汐澤は、前半は立って指揮したが、後半は椅子が用意された。今日のプログラムは全て暗譜で振っていた。

 

汐澤の指揮はパシフィックフィルハーモニア東京(PPT)の時は音に「芯」があり、重心が低く、総奏となった時のインパクトは強烈という特長があった。PPTの楽員から「奇跡のような演奏」という言葉が出たそうだ。一期一会の特殊な状況で生まれた名演だったのかもしれない。

 

上智大学管でもPPTほどではないにせよ、汐澤の個性が噴出するような強烈な場面にしばしば遭遇した。

 

第1楽章序奏は下から突き上げるような分厚い音。展開部の暴力的なクライマックスの金管の斉奏もインパクトがあった。
第2楽章アレグレットの低弦が弾く主題の分厚い音に驚く。

第3楽章第5変奏での、シロフォンの強打と共に頂点を築くコントラバス、ヴィオラ、チェロ、ヴァイオリンの渾身の強奏も強く印象に残った。

 

第4楽章では開始からトランペット、トロンボーンの行進曲風の主題が盛り上がるクライマックスまで、汐澤と上智大学管の集中力が見事だった。静かになってからのホルンのソロもがんばっていた。
 

行進曲のリズムが始まりコーダに進み、最後にニ長調となる結尾は汐澤が立ち上がり、上智大学管に気合を注ぎ込む。
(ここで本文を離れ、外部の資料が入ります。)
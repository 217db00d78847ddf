use super::action::ClockAction;
use super::employee::Employee;
use super::job::{Job, number_value};
use super::location::LocationReading;
use chrono::{DateTime, SecondsFormat, Utc};
use serde::{Deserialize, Serialize};
use serde_json::Value;

/// Flat record relayed to the logging endpoint for every punch.
///
/// Missing job or coordinate fields are sent as empty strings, which is what
/// the receiving sheet expects.
#[derive(Debug, Clone, PartialEq, Serialize, Deserialize)]
#[serde(rename_all = "camelCase")]
pub struct LogPayload {
    pub employee_id: String,
    pub employee_name: String,
    pub action: String,
    pub job_id: String,
    pub job_name: String,
    pub job_pay: Value,
    pub notes: String,
    pub latitude: Value,
    pub longitude: Value,
    pub accuracy: Value,
    pub gps_denied: bool,
    pub timestamp: String,
}

impl LogPayload {
    pub fn build(
        employee: &Employee,
        action: ClockAction,
        job: Option<&Job>,
        notes: &str,
        reading: &LocationReading,
        at: DateTime<Utc>,
    ) -> Self {
        let blank = || Value::String(String::new());
        let fix = reading.fix();

        Self {
            employee_id: employee.code.clone(),
            employee_name: employee.name.clone(),
            action: action.label().to_string(),
            job_id: job.map(|j| j.id.clone()).unwrap_or_default(),
            job_name: job.map(|j| j.name.clone()).unwrap_or_default(),
            job_pay: job.map(Job::pay_value).unwrap_or_else(blank),
            notes: if action.carries_notes() {
                notes.trim().to_string()
            } else {
                String::new()
            },
            latitude: fix.map(|f| number_value(f.latitude)).unwrap_or_else(blank),
            longitude: fix.map(|f| number_value(f.longitude)).unwrap_or_else(blank),
            accuracy: fix
                .and_then(|f| f.accuracy)
                .map(number_value)
                .unwrap_or_else(blank),
            gps_denied: reading.is_denied(),
            timestamp: at.to_rfc3339_opts(SecondsFormat::Millis, true),
        }
    }

    pub fn to_json(&self) -> serde_json::Result<String> {
        serde_json::to_string(self)
    }
}

#[cfg(test)]
mod tests {
    use super::*;
    use crate::models::location::GpsFix;
    use chrono::TimeZone;

    fn emp() -> Employee {
        Employee::new("E01", "Shannon Kovecses")
    }

    fn at() -> DateTime<Utc> {
        Utc.with_ymd_and_hms(2025, 6, 2, 13, 5, 9).unwrap()
    }

    #[test]
    fn clock_in_payload_carries_job_snapshot() {
        let job = Job::new("J1", "Mowing", 15.0);
        let p = LogPayload::build(
            &emp(),
            ClockAction::ClockIn,
            Some(&job),
            "ignored",
            &LocationReading::Denied,
            at(),
        );
        let v = serde_json::to_value(&p).unwrap();
        assert_eq!(v["action"], "Clock In");
        assert_eq!(v["jobId"], "J1");
        assert_eq!(v["jobPay"], 15);
        assert_eq!(v["notes"], "");
        assert_eq!(v["latitude"], "");
        assert_eq!(v["gpsDenied"], true);
        assert_eq!(v["timestamp"], "2025-06-02T13:05:09.000Z");
    }

    #[test]
    fn clock_out_keeps_trimmed_notes_and_coords() {
        let job = Job::new("J1", "Mowing", 15.0);
        let reading = LocationReading::Fix(GpsFix {
            latitude: 43.5,
            longitude: -79.25,
            accuracy: None,
        });
        let p = LogPayload::build(
            &emp(),
            ClockAction::ClockOut,
            Some(&job),
            "  gate left open \n",
            &reading,
            at(),
        );
        assert_eq!(p.notes, "gate left open");
        assert_eq!(p.latitude, serde_json::json!(43.5));
        assert_eq!(p.accuracy, serde_json::json!(""));
        assert!(!p.gps_denied);
    }
}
弦のレ音のトレモロは、巨大編成だけあり、金管の咆哮に負けない。ティンパニ、シンバル、大太鼓とともにテンポを落とし、最後は大きな岩石が落ちるような衝撃で演奏を終えた。ソロの音程など疵もあったが、汐澤の意図は充分に伝わってくる熱演だった。

 

汐澤の指揮は小細工がなく直截で一直線で筋が通っている。スマートに立ち回るような指揮や演奏とは異なる。
できれば汐澤のブルックナーを聴いてみたい。上智大学管とは「テ・デウム」の演奏歴はあるようだが。